Che tipo di riscontri avete avuto da parte del pubblico?
Le persone scrivono tantissime cose sui nostri fogli appesi, dagli insulti ai completamenti. Alcuni cancellano qualche parola per dare un senso nuovo alla poesia. Non abbiamo un modo vero e proprio per valutare cosa pensa la gente delle nostre poesie tranne che attraverso i social. Non ci interessa così tanto quello che pensa la gente perché non cambierebbe comunque il nostro modo di operare, non è tra gli obiettivi rispondere al gusto delle persone, non vogliamo fare questo. Il Mep vuole semplicemente gridare al mondo ”ehi, la poesia esiste ancora ed è qualcosa che vale la pena leggere e che fanno tutti, non solo i grandi poeti”. Tutti i vari giudizi sulla liceità delle nostre azioni o la bellezza delle nostre poesie vengono lasciati al lettore ma è un passo successivo, non è la cosa che a noi interessa. Quello che ci interessa è creare uno spazio in cui la persona e la poesia siano incontatto.

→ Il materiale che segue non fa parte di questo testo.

//! Runtime daemon installation and version probing.

use crate::command::run_checked;
use crate::error::{LxdError, Result};
use crate::types::RuntimeVersion;
use std::path::{Path, PathBuf};

/// Where the snap package puts the daemon binary.
const SNAP_LXD_PATH: &str = "/snap/bin/lxd";

/// The LXD daemon binary on the host.
#[derive(Debug, Clone)]
pub struct Lxd {
    lxd_path: PathBuf,
}

impl Default for Lxd {
    fn default() -> Self {
        Self::new()
    }
}

impl Lxd {
    /// Locate `lxd` on `PATH`, defaulting to the snap location.
    pub fn new() -> Self {
        Self {
            lxd_path: Self::find(),
        }
    }

    /// Use an explicit daemon binary.
    pub fn with_path(path: impl Into<PathBuf>) -> Self {
        Self {
            lxd_path: path.into(),
        }
    }

    /// Path of the daemon binary.
    pub fn path(&self) -> &Path {
        &self.lxd_path
    }

    fn find() -> PathBuf {
        which::which("lxd").unwrap_or_else(|_| PathBuf::from(SNAP_LXD_PATH))
    }

    /// Install LXD from the snap store if the daemon binary is missing, then
    /// wait for it and initialise it with defaults.
    pub async fn install(&mut self) -> Result<()> {
        if self.lxd_path.exists() {
            tracing::debug!(path = %self.lxd_path.display(), "LXD already installed");
            return Ok(());
        }

        tracing::info!("LXD not found, installing from snap store");
        run_checked("sudo", &args(["snap", "install", "lxd"]), None).await?;

        self.lxd_path = Self::find();
        if !self.lxd_path.exists() {
            return Err(LxdError::NotInstalled(
                "failed to install LXD, or lxd not found in PATH".into(),
            ));
        }

        let lxd = self.lxd_path.to_string_lossy().into_owned();
        run_checked("sudo", &args([lxd.as_str(), "waitready", "--timeout=30"]), None).await?;
        run_checked("sudo", &args([lxd.as_str(), "init", "--auto"]), None).await?;
        tracing::info!(path = %self.lxd_path.display(), "LXD installed");
        Ok(())
    }

    /// Query the daemon version.
    pub async fn version(&self) -> Result<RuntimeVersion> {
        let lxd = self.lxd_path.to_string_lossy().into_owned();
        let output = run_checked(&lxd, &args(["version"]), None).await?;
        let stdout = String::from_utf8_lossy(&output.stdout);
        RuntimeVersion::parse(&stdout)
            .ok_or_else(|| LxdError::Parse(format!("unrecognised lxd version: {:?}", stdout.trim())))
    }
}

fn args<const N: usize>(items: [&str; N]) -> Vec<String> {
    items.iter().map(|s| s.to_string()).collect()
}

Come si è diffuso il Mep all’estero?
Di solito si tratta di studenti o lavoratori italiani che hanno già partecipato attivamente in Italia e hanno deciso di portare in un altro paese la nostra missione. Credo siano pochissimi quelli che hanno aderito indigeni. Purtroppo all’estero nascono una serie di problemi che riguardano la lingua e i luoghi in cui attaccare le poesie. Al momento le poesie sono scritte in italiano e all’estero rischiano di perdere il loro significato, per questo stiamo cercando di tradurle in modo da averne un bacino in lingua straniera da utilizzare quando nascono dei nuclei in nuove città. Esistono anche delle difficoltà legate ai luoghi in cui appendere le poesie: Ci sono città, per esempio Londra, in cui molti pali vengono verniciati con un prodotto che impedisce di attaccare qualsiasi cosa.